◆ **What you need to do**
What is needed is every line of the data that includes the word "sleep". Please copy each one.

Source records:
╭──

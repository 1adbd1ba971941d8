use anyhow::Result;
use clap::{builder::ValueParser, Arg, ArgMatches, Command};
use tracing::Level;

pub const ARG_VERBOSITY: &str = "verbosity";
pub const ARG_LOG_FORMAT: &str = "log-format";

#[derive(Debug, Clone, Copy, PartialEq, Eq)]
pub enum LogFormat {
    Pretty,
    Json,
}

#[derive(Debug, Clone, Copy, PartialEq, Eq)]
pub struct Options {
    /// `None` leaves the default (errors only).
    pub level: Option<Level>,
    pub format: LogFormat,
}

impl Options {
    /// # Errors
    /// Returns an error if the log format is unknown.
    pub fn parse(matches: &ArgMatches) -> Result<Self> {
        let verbosity = matches.get_one::<u8>(ARG_VERBOSITY).copied().unwrap_or(0);
        let format = match matches.get_one::<String>(ARG_LOG_FORMAT).map(String::as_str) {
            None | Some("pretty") => LogFormat::Pretty,
            Some("json") => LogFormat::Json,
            Some(other) => anyhow::bail!("unknown log format: {other}"),
        };

        Ok(Self {
            level: level_for(verbosity),
            format,
        })
    }
}

const fn level_for(verbosity: u8) -> Option<Level> {
    match verbosity {
        0 => None,
        1 => Some(Level::WARN),
        2 => Some(Level::INFO),
        3 => Some(Level::DEBUG),
        _ => Some(Level::TRACE),
    }
}

/// Accepts `0..=5` or a level name.
#[must_use]
pub fn validator_log_level() -> ValueParser {
    ValueParser::from(move |level: &str| -> std::result::Result<u8, String> {
        if let Ok(parsed) = level.parse::<u8>() {
            if parsed <= 5 {
                return Ok(parsed);
            }
        }

        match level.to_lowercase().as_str() {
            "error" => Ok(0),
            "warn" => Ok(1),
            "info" => Ok(2),
            "debug" => Ok(3),
            "trace" => Ok(4),
            _ => Err("invalid log level".to_string()),
        }
    })
}

#[must_use]
pub fn with_args(command: Command) -> Command {
    command
        .arg(
            Arg::new(ARG_VERBOSITY)
                .short('v')
                .long("verbose")
                .help("Verbosity level: ERROR, WARN, INFO, DEBUG, TRACE (default: ERROR)")
                .env("WARDEN_LOG_LEVEL")
                .global(true)
                .action(clap::ArgAction::Count)
                .value_parser(validator_log_level()),
        )
        .arg(
            Arg::new(ARG_LOG_FORMAT)
                .long("log-format")
                .help("Log output: pretty for terminals, json for collectors")
                .env("WARDEN_LOG_FORMAT")
                .global(true)
                .value_parser(["pretty", "json"])
                .default_value("pretty"),
        )
}

#[cfg(test)]
mod tests {
    use super::*;

    fn parse(args: &[&str]) -> Result<Options> {
        let command = with_args(Command::new("warden"));
        let matches = command.try_get_matches_from(args)?;
        Options::parse(&matches)
    }

    #[test]
    fn verbosity_maps_to_levels() {
        assert_eq!(level_for(0), None);
        assert_eq!(level_for(1), Some(Level::WARN));
        assert_eq!(level_for(3), Some(Level::DEBUG));
        assert_eq!(level_for(9), Some(Level::TRACE));
    }

    #[test]
    fn defaults_to_pretty_errors() -> Result<()> {
        temp_env::with_vars_unset(["WARDEN_LOG_LEVEL", "WARDEN_LOG_FORMAT"], || {
            let options = parse(&["warden"])?;
            assert_eq!(options.level, None);
            assert_eq!(options.format, LogFormat::Pretty);
            Ok(())
        })
    }

    #[test]
    fn flags_select_level_and_format() -> Result<()> {
        temp_env::with_vars_unset(["WARDEN_LOG_LEVEL", "WARDEN_LOG_FORMAT"], || {
            let options = parse(&["warden", "-vv", "--log-format", "json"])?;
            assert_eq!(options.level, Some(Level::INFO));
            assert_eq!(options.format, LogFormat::Json);
            Ok(())
        })
    }

    #[test]
    fn format_from_env() -> Result<()> {
        temp_env::with_vars(
            [("WARDEN_LOG_FORMAT", Some("json")), ("WARDEN_LOG_LEVEL", None)],
            || {
                assert_eq!(parse(&["warden"])?.format, LogFormat::Json);
                Ok(())
            },
        )
    }

    #[test]
    fn unknown_format_is_rejected() {
        temp_env::with_vars_unset(["WARDEN_LOG_LEVEL", "WARDEN_LOG_FORMAT"], || {
            assert!(parse(&["warden", "--log-format", "xml"]).is_err());
        });
    }
}
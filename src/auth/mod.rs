//! Authentication core: credential checks, role partitioning, OTP challenges.
//!
//! Flow Overview:
//! 1) Look up the user by username or email and verify the Argon2 hash.
//! 2) Apply the role partition for the entry point (general vs privileged).
//! 3) Pick a strategy: password-only, or an OTP challenge when the notifier is up.
//! 4) OTP challenges are verified or resent against the session store.
//! 5) The transport hands `Authenticated` claims to the token issuer.
//!
//! Security boundaries:
//! - Any invalid session access burns the session; there is no retry window.
//! - A pending login is only stored after the notifier confirmed dispatch.
//! - Denials are indistinguishable to callers; the reason is logged only.

pub mod authenticator;
pub mod config;
pub mod error;
pub mod notifier;
pub mod otp;
pub mod outcome;
pub mod password;
pub mod roles;
pub mod session;
pub(crate) mod strategy;
pub mod token;
pub mod users;

use std::future::Future;
use std::pin::Pin;

/// Boxed future returned by the object-safe collaborator traits.
pub type BoxFuture<'a, T> = Pin<Box<dyn Future<Output = T> + Send + 'a>>;

pub use authenticator::{Authenticator, Credentials};
pub use config::{AuthConfig, StrategyPolicy};
pub use error::{AuthError, DenialReason};
pub use notifier::{HttpNotifier, LogNotifier, Notifier, Recipient};
pub use outcome::{AuthenticatedClaims, EntryPoint, LoginOutcome, OtpChallenge};
pub use roles::{PgRoleSource, Role, RoleDirectory, RoleSource};
pub use session::{MemorySessionStore, PendingLogin, SessionStore};
pub use token::{IssuedToken, TokenIssuer, TokenNaming};
pub use users::{PgUserDirectory, UserDirectory, UserRecord};
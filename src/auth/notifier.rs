//! Out-of-band OTP delivery.
//!
//! `LogNotifier` is the development sender: it is always available and logs a
//! masked code. `HttpNotifier` posts `{to, username, code}` to a mail relay and
//! tracks relay health through a background probe, so strategy selection can
//! read availability without a network round-trip.

use anyhow::{Context, Result};
use reqwest::Client;
use serde::Serialize;
use std::sync::atomic::{AtomicBool, Ordering};
use std::sync::Arc;
use std::time::Duration;
use tokio::task::JoinHandle;
use tokio::time::sleep;
use tracing::{debug, info, instrument, warn};
use url::Url;
use uuid::Uuid;

use super::BoxFuture;
use crate::APP_USER_AGENT;

/// Who receives a code.
#[derive(Clone, Debug, PartialEq, Eq)]
pub struct Recipient {
    pub user_id: Uuid,
    pub username: String,
    pub email: String,
}

pub trait Notifier: Send + Sync {
    /// Last known availability of the delivery channel.
    fn is_available(&self) -> bool;

    /// Deliver `code` to `recipient`. `Ok` means the channel accepted it.
    fn send_otp_code<'a>(
        &'a self,
        recipient: &'a Recipient,
        code: &'a str,
    ) -> BoxFuture<'a, Result<()>>;
}

/// Show only the last two digits.
#[must_use]
pub fn mask_code(code: &str) -> String {
    let keep = code.len().saturating_sub(2);
    code.char_indices()
        .map(|(i, c)| if i < keep { '*' } else { c })
        .collect()
}

#[derive(Clone, Debug, Default)]
pub struct LogNotifier;

impl Notifier for LogNotifier {
    fn is_available(&self) -> bool {
        true
    }

    fn send_otp_code<'a>(
        &'a self,
        recipient: &'a Recipient,
        code: &'a str,
    ) -> BoxFuture<'a, Result<()>> {
        Box::pin(async move {
            info!(
                user_id = %recipient.user_id,
                to = %recipient.email,
                code = %mask_code(code),
                "otp dispatch stub"
            );
            Ok(())
        })
    }
}

#[derive(Serialize)]
struct OtpMessage<'a> {
    to: &'a str,
    username: &'a str,
    code: &'a str,
}

#[derive(Debug)]
pub struct HttpNotifier {
    client: Client,
    send_url: Url,
    health_url: Url,
    available: AtomicBool,
}

impl HttpNotifier {
    /// Unavailable until the first successful probe.
    ///
    /// # Errors
    /// Returns an error if the HTTP client cannot be built.
    pub fn new(send_url: Url, health_url: Url, timeout: Duration) -> Result<Self> {
        let client = Client::builder()
            .user_agent(APP_USER_AGENT)
            .timeout(timeout)
            .build()
            .context("failed to build notifier http client")?;
        Ok(Self {
            client,
            send_url,
            health_url,
            available: AtomicBool::new(false),
        })
    }

    #[must_use]
    pub fn health_url(&self) -> &Url {
        &self.health_url
    }

    /// Check relay health and update the availability flag.
    pub async fn probe(&self) -> bool {
        let healthy = match self.client.get(self.health_url.clone()).send().await {
            Ok(response) => response.status().is_success(),
            Err(err) => {
                debug!("notifier health probe failed: {err}");
                false
            }
        };

        let was = self.available.swap(healthy, Ordering::Relaxed);
        if was && !healthy {
            warn!(url = %self.health_url, "notifier became unavailable");
        } else if !was && healthy {
            info!(url = %self.health_url, "notifier available");
        }
        healthy
    }
}

impl Notifier for HttpNotifier {
    fn is_available(&self) -> bool {
        self.available.load(Ordering::Relaxed)
    }

    fn send_otp_code<'a>(
        &'a self,
        recipient: &'a Recipient,
        code: &'a str,
    ) -> BoxFuture<'a, Result<()>> {
        Box::pin(self.post_code(recipient, code))
    }
}

impl HttpNotifier {
    #[instrument(skip(self, code), fields(user_id = %recipient.user_id))]
    async fn post_code(&self, recipient: &Recipient, code: &str) -> Result<()> {
        let message = OtpMessage {
            to: &recipient.email,
            username: &recipient.username,
            code,
        };
        self.client
            .post(self.send_url.clone())
            .json(&message)
            .send()
            .await
            .context("failed to reach notifier")?
            .error_for_status()
            .context("notifier rejected otp")?;
        Ok(())
    }
}

/// `<url>/health`, keeping any base path.
#[must_use]
pub fn default_health_url(url: &Url) -> Url {
    let mut health = url.clone();
    let path = format!("{}/health", url.path().trim_end_matches('/'));
    health.set_path(&path);
    health.set_query(None);
    health
}

/// Probe the relay immediately, then every `every`.
pub fn spawn_notifier_health_probe(notifier: Arc<HttpNotifier>, every: Duration) -> JoinHandle<()> {
    let every = if every.is_zero() {
        Duration::from_secs(1)
    } else {
        every
    };
    tokio::spawn(async move {
        loop {
            notifier.probe().await;
            sleep(every).await;
        }
    })
}

#[cfg(test)]
mod tests {
    use super::*;
    use axum::{
        http::StatusCode,
        routing::{get, post},
        Extension, Json, Router,
    };
    use serde_json::Value;
    use std::sync::Mutex;
    use tokio::net::TcpListener;

    type Inbox = Arc<Mutex<Vec<Value>>>;

    async fn relay(healthy: bool) -> anyhow::Result<(Url, Inbox)> {
        let inbox: Inbox = Arc::default();
        let health_status = if healthy {
            StatusCode::OK
        } else {
            StatusCode::SERVICE_UNAVAILABLE
        };
        let app = Router::new()
            .route(
                "/send",
                post(|Extension(inbox): Extension<Inbox>, Json(body): Json<Value>| async move {
                    if let Ok(mut messages) = inbox.lock() {
                        messages.push(body);
                    }
                    StatusCode::ACCEPTED
                }),
            )
            .route("/health", get(move || async move { health_status }))
            .layer(Extension(inbox.clone()));

        let listener = TcpListener::bind("127.0.0.1:0").await?;
        let addr = listener.local_addr()?;
        tokio::spawn(async move {
            let _ = axum::serve(listener, app).await;
        });
        Ok((Url::parse(&format!("http://{addr}/send"))?, inbox))
    }

    fn recipient() -> Recipient {
        Recipient {
            user_id: Uuid::new_v4(),
            username: "alice".to_string(),
            email: "alice@example.com".to_string(),
        }
    }

    #[test]
    fn mask_code_keeps_last_two_digits() {
        assert_eq!(mask_code("12345678"), "******78");
        assert_eq!(mask_code("7"), "7");
        assert_eq!(mask_code(""), "");
    }

    #[test]
    fn default_health_url_appends_segment() -> anyhow::Result<()> {
        let url = Url::parse("https://relay.test/api/otp/")?;
        assert_eq!(default_health_url(&url).as_str(), "https://relay.test/api/otp/health");
        let url = Url::parse("http://relay.test")?;
        assert_eq!(default_health_url(&url).as_str(), "http://relay.test/health");
        Ok(())
    }

    #[tokio::test]
    async fn log_notifier_is_always_available() -> anyhow::Result<()> {
        let notifier = LogNotifier;
        assert!(notifier.is_available());
        notifier.send_otp_code(&recipient(), "12345678").await?;
        Ok(())
    }

    #[tokio::test]
    async fn http_notifier_posts_code_and_tracks_health() -> anyhow::Result<()> {
        let (send_url, inbox) = relay(true).await?;
        let health = send_url.join("/health")?;
        let notifier = HttpNotifier::new(send_url, health, Duration::from_secs(2))?;

        assert!(!notifier.is_available());
        assert!(notifier.probe().await);
        assert!(notifier.is_available());

        notifier.send_otp_code(&recipient(), "01234567").await?;
        let messages = inbox.lock().map(|m| m.clone()).unwrap_or_default();
        assert_eq!(messages.len(), 1);
        assert_eq!(messages[0]["to"], "alice@example.com");
        assert_eq!(messages[0]["username"], "alice");
        assert_eq!(messages[0]["code"], "01234567");
        Ok(())
    }

    #[tokio::test]
    async fn http_notifier_unhealthy_relay_is_unavailable() -> anyhow::Result<()> {
        let (send_url, _inbox) = relay(false).await?;
        let health = send_url.join("/health")?;
        let notifier = HttpNotifier::new(send_url, health, Duration::from_secs(2))?;
        assert!(!notifier.probe().await);
        assert!(!notifier.is_available());
        Ok(())
    }

    #[tokio::test]
    async fn http_notifier_send_fails_when_relay_is_down() -> anyhow::Result<()> {
        let listener = TcpListener::bind("127.0.0.1:0").await?;
        let addr = listener.local_addr()?;
        drop(listener);

        let url = Url::parse(&format!("http://{addr}/send"))?;
        let notifier = HttpNotifier::new(url.clone(), default_health_url(&url), Duration::from_millis(500))?;
        assert!(!notifier.probe().await);
        assert!(notifier.send_otp_code(&recipient(), "01234567").await.is_err());
        Ok(())
    }
}
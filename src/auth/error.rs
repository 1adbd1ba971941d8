//! Error taxonomy for the login pipeline.
//!
//! Internal steps return `Result<LoginOutcome, AuthError>`; only the public
//! `Authenticator` methods turn an `AuthError` into a `LoginOutcome`.

use thiserror::Error;

/// Why a login step was denied. Logged server-side, never returned to callers.
#[derive(Debug, Clone, Copy, PartialEq, Eq)]
pub enum DenialReason {
    UnknownUser,
    DeletedUser,
    BadPassword,
    PrivilegedRoleOnGeneralEntry,
    NonPrivilegedRoleOnPrivilegedEntry,
    UnknownRole,
    SessionInvalid,
    OtpMismatch,
}

impl DenialReason {
    #[must_use]
    pub const fn as_str(self) -> &'static str {
        match self {
            Self::UnknownUser => "unknown_user",
            Self::DeletedUser => "deleted_user",
            Self::BadPassword => "bad_password",
            Self::PrivilegedRoleOnGeneralEntry => "privileged_role_on_general_entry",
            Self::NonPrivilegedRoleOnPrivilegedEntry => "non_privileged_role_on_privileged_entry",
            Self::UnknownRole => "unknown_role",
            Self::SessionInvalid => "session_invalid",
            Self::OtpMismatch => "otp_mismatch",
        }
    }
}

#[derive(Debug, Error)]
pub enum AuthError {
    /// Malformed input, rejected before any state is touched.
    #[error("invalid request: {0}")]
    Validation(&'static str),
    #[error("authentication denied: {}", .0.as_str())]
    Denied(DenialReason),
    /// The notifier failed, timed out, or refused the OTP.
    #[error("otp dispatch failed: {0}")]
    Dispatch(String),
    #[error("internal fault: {0:#}")]
    Internal(#[from] anyhow::Error),
}

impl AuthError {
    pub(crate) fn denied(reason: DenialReason) -> Self {
        Self::Denied(reason)
    }
}

#[cfg(test)]
mod tests {
    use super::*;

    #[test]
    fn display_does_not_leak_more_than_the_reason() {
        let err = AuthError::denied(DenialReason::BadPassword);
        assert_eq!(err.to_string(), "authentication denied: bad_password");
    }

    #[test]
    fn internal_wraps_anyhow_with_context() {
        let err: AuthError = anyhow::anyhow!("pool closed").context("load user").into();
        assert!(matches!(err, AuthError::Internal(_)));
        assert!(err.to_string().contains("pool closed"));
    }
}
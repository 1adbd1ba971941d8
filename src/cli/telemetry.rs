use crate::cli::commands::logging::{LogFormat, Options};
use anyhow::{anyhow, Result};
use opentelemetry::propagation::TextMapCompositePropagator;
use opentelemetry::{global, trace::TracerProvider as _, KeyValue};
use opentelemetry_otlp::{Compression, WithExportConfig, WithTonicConfig};
use opentelemetry_sdk::{
    propagation::{BaggagePropagator, TraceContextPropagator},
    trace::{SdkTracerProvider, Tracer},
    Resource,
};
use std::{collections::HashMap, env::var, sync::OnceLock, time::Duration};
use tonic::{
    metadata::{Ascii, MetadataKey, MetadataMap, MetadataValue},
    transport::ClientTlsConfig,
};
use tracing::{debug, Level};
use tracing_subscriber::{fmt, layer::SubscriberExt, EnvFilter, Layer, Registry};
use ulid::Ulid;

static TRACER_PROVIDER: OnceLock<SdkTracerProvider> = OnceLock::new();

/// Parse `OTEL_EXPORTER_OTLP_HEADERS` style `k=v,k2=v2` pairs.
fn parse_headers_env(headers_str: &str) -> HashMap<String, String> {
    headers_str
        .split(',')
        .filter_map(|pair| {
            let (key, value) = pair.split_once('=')?;
            Some((key.trim().to_string(), value.trim().to_string()))
        })
        .collect()
}

fn headers_to_metadata(headers: &HashMap<String, String>) -> Result<MetadataMap> {
    let mut meta = MetadataMap::with_capacity(headers.len());
    for (k, v) in headers {
        let key = MetadataKey::<Ascii>::from_bytes(k.to_ascii_lowercase().as_bytes())
            .map_err(|e| anyhow!("invalid metadata key {k}: {e}"))?;
        let val: MetadataValue<Ascii> = v
            .parse()
            .map_err(|e| anyhow!("invalid metadata value for key {k}: {e}"))?;
        meta.insert(key, val);
    }
    Ok(meta)
}

fn normalize_endpoint(ep: &str) -> String {
    if ep.starts_with("http://") || ep.starts_with("https://") {
        ep.to_string()
    } else {
        format!("https://{}", ep.trim_end_matches('/'))
    }
}

fn init_tracer(endpoint: &str) -> Result<Tracer> {
    let endpoint = normalize_endpoint(endpoint);

    let mut builder = opentelemetry_otlp::SpanExporter::builder()
        .with_tonic()
        .with_endpoint(&endpoint)
        .with_compression(Compression::Gzip)
        .with_timeout(Duration::from_secs(3));

    if let Some(host) = endpoint
        .strip_prefix("https://")
        .and_then(|s| s.split('/').next())
        .and_then(|h| h.split(':').next())
    {
        let tls = ClientTlsConfig::new()
            .domain_name(host.to_string())
            .with_native_roots();
        builder = builder.with_tls_config(tls);
    }

    if let Ok(raw) = var("OTEL_EXPORTER_OTLP_HEADERS") {
        let headers = parse_headers_env(&raw);
        if !headers.is_empty() {
            builder = builder.with_metadata(headers_to_metadata(&headers)?);
        }
    }

    let instance_id = var("OTEL_SERVICE_INSTANCE_ID").unwrap_or_else(|_| Ulid::new().to_string());

    let trace_provider = SdkTracerProvider::builder()
        .with_batch_exporter(builder.build()?)
        .with_resource(
            Resource::builder_empty()
                .with_attributes(vec![
                    KeyValue::new("service.name", env!("CARGO_PKG_NAME")),
                    KeyValue::new("service.version", env!("CARGO_PKG_VERSION")),
                    KeyValue::new("service.instance.id", instance_id),
                ])
                .build(),
        )
        .build();

    let _ = TRACER_PROVIDER.set(trace_provider.clone());

    global::set_tracer_provider(trace_provider.clone());
    global::set_text_map_propagator(TextMapCompositePropagator::new(vec![
        Box::new(TraceContextPropagator::new()),
        Box::new(BaggagePropagator::new()),
    ]));

    Ok(trace_provider.tracer(env!("CARGO_PKG_NAME")))
}

fn fmt_layer(format: LogFormat) -> Box<dyn Layer<Registry> + Send + Sync> {
    match format {
        LogFormat::Pretty => fmt::layer().with_target(false).pretty().boxed(),
        LogFormat::Json => fmt::layer()
            .with_target(false)
            .json()
            .flatten_event(true)
            .boxed(),
    }
}

fn env_filter(level: Option<Level>) -> Result<EnvFilter> {
    Ok(EnvFilter::builder()
        .with_default_directive(level.unwrap_or(Level::ERROR).into())
        .from_env_lossy()
        .add_directive("hyper=error".parse()?)
        .add_directive("tokio=error".parse()?)
        .add_directive("sqlx=warn".parse()?)
        .add_directive("opentelemetry_sdk=warn".parse()?))
}

/// Initialize logging, plus an OTLP exporter when `OTEL_EXPORTER_OTLP_ENDPOINT` is set.
///
/// # Errors
/// Returns an error if tracer or subscriber initialization fails.
pub fn init(options: &Options) -> Result<()> {
    let fmt_layer = fmt_layer(options.format);
    let filter = env_filter(options.level)?;

    if let Ok(endpoint) = var("OTEL_EXPORTER_OTLP_ENDPOINT") {
        let otel_layer = tracing_opentelemetry::layer().with_tracer(init_tracer(&endpoint)?);
        let subscriber = Registry::default()
            .with(fmt_layer)
            .with(otel_layer)
            .with(filter);
        tracing::subscriber::set_global_default(subscriber)?;
    } else {
        let subscriber = Registry::default().with(fmt_layer).with(filter);
        tracing::subscriber::set_global_default(subscriber)?;
    }

    Ok(())
}

/// Flush and stop the tracer provider; noop if it was never started.
pub fn shutdown_tracer() {
    if let Some(tp) = TRACER_PROVIDER.get() {
        debug!("shutting down tracer provider");
        let _ = tp.shutdown();
    }
}
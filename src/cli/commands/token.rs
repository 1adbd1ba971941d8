use crate::auth::{token::DEFAULT_TOKEN_FIELD, TokenNaming};
use anyhow::Context;
use clap::{Arg, ArgAction, ArgMatches, Command};
use secrecy::SecretString;

pub const ARG_TOKEN_ISSUER: &str = "token-issuer";
pub const ARG_TOKEN_AUDIENCE: &str = "token-audience";
pub const ARG_TOKEN_TTL_SECONDS: &str = "token-ttl-seconds";
pub const ARG_TOKEN_SIGNING_SEED: &str = "token-signing-seed";
pub const ARG_TOKEN_FIELD: &str = "token-field";
pub const ARG_DEFAULT_TOKEN_FIELD: &str = "default-token-field";

#[derive(Debug)]
pub struct Options {
    pub issuer: String,
    pub audience: String,
    pub ttl_seconds: i64,
    /// Base64 Ed25519 seed; a random key is generated when absent.
    pub signing_seed: Option<SecretString>,
    pub naming: TokenNaming,
}

impl Options {
    /// Parse token arguments from matches.
    ///
    /// # Errors
    /// Returns an error if a `username=field` mapping or the default field is invalid.
    pub fn parse(matches: &ArgMatches) -> anyhow::Result<Self> {
        let get_non_empty = |id: &str| {
            matches
                .get_one::<String>(id)
                .map(|v| v.trim().to_string())
                .filter(|v| !v.is_empty())
        };

        let mappings = matches
            .get_many::<String>(ARG_TOKEN_FIELD)
            .into_iter()
            .flatten()
            .filter(|raw| !raw.trim().is_empty())
            .map(|raw| TokenNaming::parse_mapping(raw))
            .collect::<Result<Vec<_>, _>>()
            .with_context(|| format!("invalid --{ARG_TOKEN_FIELD}"))?;

        let default_field =
            get_non_empty(ARG_DEFAULT_TOKEN_FIELD).unwrap_or_else(|| DEFAULT_TOKEN_FIELD.to_string());
        let naming = TokenNaming::new(&default_field, mappings)
            .with_context(|| format!("invalid --{ARG_DEFAULT_TOKEN_FIELD} or --{ARG_TOKEN_FIELD}"))?;

        Ok(Self {
            issuer: get_non_empty(ARG_TOKEN_ISSUER).unwrap_or_else(|| "warden".to_string()),
            audience: get_non_empty(ARG_TOKEN_AUDIENCE).unwrap_or_else(|| "warden".to_string()),
            ttl_seconds: matches
                .get_one::<i64>(ARG_TOKEN_TTL_SECONDS)
                .copied()
                .unwrap_or(3600),
            signing_seed: get_non_empty(ARG_TOKEN_SIGNING_SEED).map(SecretString::from),
            naming,
        })
    }
}

#[must_use]
pub fn with_args(command: Command) -> Command {
    command
        .arg(
            Arg::new(ARG_TOKEN_ISSUER)
                .long(ARG_TOKEN_ISSUER)
                .help("Issuer claim of signed tokens")
                .env("WARDEN_TOKEN_ISSUER")
                .default_value("warden"),
        )
        .arg(
            Arg::new(ARG_TOKEN_AUDIENCE)
                .long(ARG_TOKEN_AUDIENCE)
                .help("Audience claim of signed tokens")
                .env("WARDEN_TOKEN_AUDIENCE")
                .default_value("warden"),
        )
        .arg(
            Arg::new(ARG_TOKEN_TTL_SECONDS)
                .long(ARG_TOKEN_TTL_SECONDS)
                .help("Lifetime of signed tokens in seconds")
                .env("WARDEN_TOKEN_TTL_SECONDS")
                .default_value("3600")
                .value_parser(clap::value_parser!(i64).range(1..)),
        )
        .arg(
            Arg::new(ARG_TOKEN_SIGNING_SEED)
                .long(ARG_TOKEN_SIGNING_SEED)
                .help("Base64 32-byte Ed25519 seed (default: random per process)")
                .env("WARDEN_TOKEN_SIGNING_SEED")
                .hide_env_values(true),
        )
        .arg(
            Arg::new(ARG_TOKEN_FIELD)
                .long(ARG_TOKEN_FIELD)
                .help("Response field for a user's token, as username=field (repeatable)")
                .env("WARDEN_TOKEN_FIELDS")
                .value_delimiter(',')
                .action(ArgAction::Append),
        )
        .arg(
            Arg::new(ARG_DEFAULT_TOKEN_FIELD)
                .long(ARG_DEFAULT_TOKEN_FIELD)
                .help("Response field for tokens of unmapped users")
                .env("WARDEN_DEFAULT_TOKEN_FIELD")
                .default_value(DEFAULT_TOKEN_FIELD),
        )
}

╰──

◆ **Solution for this exercise**
use tokio::time::sleep;
            sleep(every).await;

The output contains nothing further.